Me he metido en la página web de una conocida marca de calzoncillos para ver si me animo a comprar unos cuantos pero no he logrado caer en la tentación. Soy un pedazo de torpe con la red. Antes no me compraba ropa porque siempre pensaba que iba a adelgazar; ahora, sin embargo, no lo hago porque no tengo tiempo.

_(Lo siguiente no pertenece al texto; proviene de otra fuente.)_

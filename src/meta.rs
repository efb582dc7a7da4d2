//! Content-addressed directory metadata tree
//!
//! A `DirMeta` tree records every file as (name, mode, hash, size). Files and
//! subdirectories live in separate maps, so a file and a directory may share a
//! name without colliding.

use serde::{Deserialize, Serialize};
use std::collections::HashMap;

pub const SEP: char = '/';

// File-type bits folded into `mode`, matching the Unix st_mode layout
pub const MODE_DIR: u32 = 0o040000;
pub const MODE_FILE: u32 = 0o100000;
pub const MODE_SYMLINK: u32 = 0o120000;
pub const MODE_PERM_MASK: u32 = 0o7777;

#[derive(Debug, Clone, PartialEq, Eq, Serialize, Deserialize)]
pub struct FileMeta {
    pub name: String,
    pub mode: u32,
    /// Hex SHA-256 of the full contents (the link target for symlinks)
    pub hash: String,
    pub size: u64,
}

impl FileMeta {
    pub fn is_symlink(&self) -> bool {
        self.mode & !MODE_PERM_MASK == MODE_SYMLINK
    }
}

#[derive(Debug, Clone, PartialEq, Eq, Serialize, Deserialize)]
pub struct DirMeta {
    pub name: String,
    pub mode: u32,
    pub files: HashMap<String, FileMeta>,
    pub dirs: HashMap<String, DirMeta>,
}

impl Default for DirMeta {
    fn default() -> Self {
        DirMeta::new("")
    }
}

impl DirMeta {
    pub fn new(name: impl Into<String>) -> Self {
        DirMeta {
            name: name.into(),
            mode: MODE_DIR | 0o755,
            files: HashMap::new(),
            dirs: HashMap::new(),
        }
    }

    pub fn add_file(&mut self, fm: FileMeta) {
        self.files.insert(fm.name.clone(), fm);
    }

    pub fn add_dir(&mut self, dm: DirMeta) {
        self.dirs.insert(dm.name.clone(), dm);
    }

    /// Like `mkdir -p`: returns the directory at `path`, creating any missing
    /// directories along the way. Existing directories are never replaced.
    pub fn make_dir(&mut self, path: &str) -> &mut DirMeta {
        let mut dm = self;
        for name in split_path(path) {
            dm = dm
                .dirs
                .entry(name.to_string())
                .or_insert_with(|| DirMeta::new(name));
        }
        dm
    }

    pub fn get_dir(&self, path: &str) -> Option<&DirMeta> {
        let mut dm = self;
        for name in split_path(path) {
            dm = dm.dirs.get(name)?;
        }
        Some(dm)
    }

    /// Look up a file by its root-relative path. Returns `None` when either
    /// the parent directory or the file itself is missing.
    pub fn get_file(&self, path: &str) -> Option<&FileMeta> {
        let mut parts = split_path(path);
        let name = parts.pop()?;
        let mut dm = self;
        for dir in parts {
            dm = dm.dirs.get(dir)?;
        }
        dm.files.get(name)
    }

    /// Every file path under this directory, slash separated and relative to it.
    pub fn file_paths(&self) -> Vec<String> {
        let mut out = Vec::new();
        self.collect_paths("", &mut out);
        out
    }

    fn collect_paths(&self, prefix: &str, out: &mut Vec<String>) {
        for name in self.files.keys() {
            out.push(join_path(prefix, name));
        }
        for (name, dir) in &self.dirs {
            dir.collect_paths(&join_path(prefix, name), out);
        }
    }

    pub fn file_count(&self) -> usize {
        self.files.len() + self.dirs.values().map(DirMeta::file_count).sum::<usize>()
    }

    pub fn total_size(&self) -> u64 {
        self.files.values().map(|f| f.size).sum::<u64>()
            + self.dirs.values().map(DirMeta::total_size).sum::<u64>()
    }
}

/// Split a slash path into clean components: empty and `.` parts are dropped,
/// `..` removes the previous component and never climbs above the root.
pub fn split_path(path: &str) -> Vec<&str> {
    let mut parts = Vec::new();
    for part in path.split(SEP) {
        match part {
            "" | "." => {}
            ".." => {
                parts.pop();
            }
            name => parts.push(name),
        }
    }
    parts
}

/// Canonical slash form of a root-relative path ("" for the root itself).
pub fn clean_path(path: &str) -> String {
    split_path(path).join("/")
}

pub fn join_path(root: &str, name: &str) -> String {
    if root.is_empty() {
        name.to_string()
    } else {
        format!("{root}{SEP}{name}")
    }
}

#[cfg(test)]
mod tests {
    use super::*;

    fn file(name: &str, hash: &str, size: u64) -> FileMeta {
        FileMeta {
            name: name.into(),
            mode: MODE_FILE | 0o644,
            hash: hash.into(),
            size,
        }
    }

    #[test]
    fn test_split_path_cleans() {
        assert_eq!(split_path("./a//b/./c/"), vec!["a", "b", "c"]);
        assert_eq!(split_path("a/../b"), vec!["b"]);
        assert_eq!(split_path("../../x"), vec!["x"]);
        assert!(split_path(".").is_empty());
        assert!(split_path("/").is_empty());
        assert_eq!(clean_path("/etc//passwd"), "etc/passwd");
    }

    #[test]
    fn test_make_dir_creates_and_reuses() {
        let mut root = DirMeta::new("");
        root.make_dir("a/b/c").add_file(file("f", "h", 1));
        // A second make_dir on an existing prefix must not wipe children
        root.make_dir("a/b");
        assert!(root.get_file("a/b/c/f").is_some());
        assert_eq!(root.make_dir(".").name, "");
    }

    #[test]
    fn test_get_file_resolves_through_parent() {
        let mut root = DirMeta::new("");
        root.make_dir("etc").add_file(file("passwd", "h1", 10));
        root.add_file(file("top", "h2", 3));

        assert_eq!(root.get_file("etc/passwd").map(|f| f.size), Some(10));
        assert_eq!(root.get_file("./top").map(|f| f.hash.as_str()), Some("h2"));
        // Missing parent and missing leaf both come back empty
        assert!(root.get_file("var/passwd").is_none());
        assert!(root.get_file("etc/shadow").is_none());
        // A directory is not a file
        assert!(root.get_file("etc").is_none());
        assert!(root.get_file("").is_none());
    }

    #[test]
    fn test_get_dir() {
        let mut root = DirMeta::new("");
        root.make_dir("usr/lib");
        assert_eq!(root.get_dir("usr/lib").map(|d| d.name.as_str()), Some("lib"));
        assert!(root.get_dir("usr/share").is_none());
        assert_eq!(root.get_dir("").map(|d| d.name.as_str()), Some(""));
    }

    #[test]
    fn test_counts_and_paths() {
        let mut root = DirMeta::new("");
        root.add_file(file("a", "1", 5));
        root.make_dir("d").add_file(file("b", "2", 7));
        root.make_dir("d/e").add_file(file("c", "3", 11));

        let mut paths = root.file_paths();
        paths.sort();
        assert_eq!(paths, vec!["a", "d/b", "d/e/c"]);
        assert_eq!(root.file_count(), 3);
        assert_eq!(root.total_size(), 23);
    }

    #[test]
    fn test_symlink_mode() {
        let mut link = file("l", "h", 4);
        assert!(!link.is_symlink());
        link.mode = MODE_SYMLINK | 0o777;
        assert!(link.is_symlink());
    }
}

Mi relación con la moda es bastante sui generis. Le he cogido algo de manía a la ropa por culpa de mi trabajo. Saliendo cinco veces a la semana en distintos programas significa veinte cambios al mes, más de doscientos al año. Detesto probarme y Roberto –mi estilista– y Maribel –mi sastra– tienen que inventarse múltiples engaños para conseguir que les dedique cinco minutos y puedan así jugar conmigo a los recortables. Por otra parte, como P. ha trabajado siempre en tiendas de moda detesta ir de compras. Su fondo de armario lo componen tres pantalones; lo demás, me lo coge prestado. No me importa. No le tengo especial apego a la ropa. Cuando era más joven no tenía dinero para comprarme la que me gustaba y ahora que podría hacerlo el cuerpo no me acompaña. Mi vida es así de trágica. Con ello no quiero decir que desprecie la moda: me gusta leer sobre ella, recrearme en los modelos que llevan las grandes estrellas, adivinar de qué diseñador son y por qué, escuchar a los especialistas. Pero me encanta que mi pareja vaya hecho un ligero cuadro a la hora de vestirse. Que no lo va, dicho sea de paso, porque todo lo que se echa encima le queda bien. No me parecen sexys los que van todos conjuntados o los ejecutivos. Para alimentar el morbo, donde esté el mundo obrero que se quite un mandamás.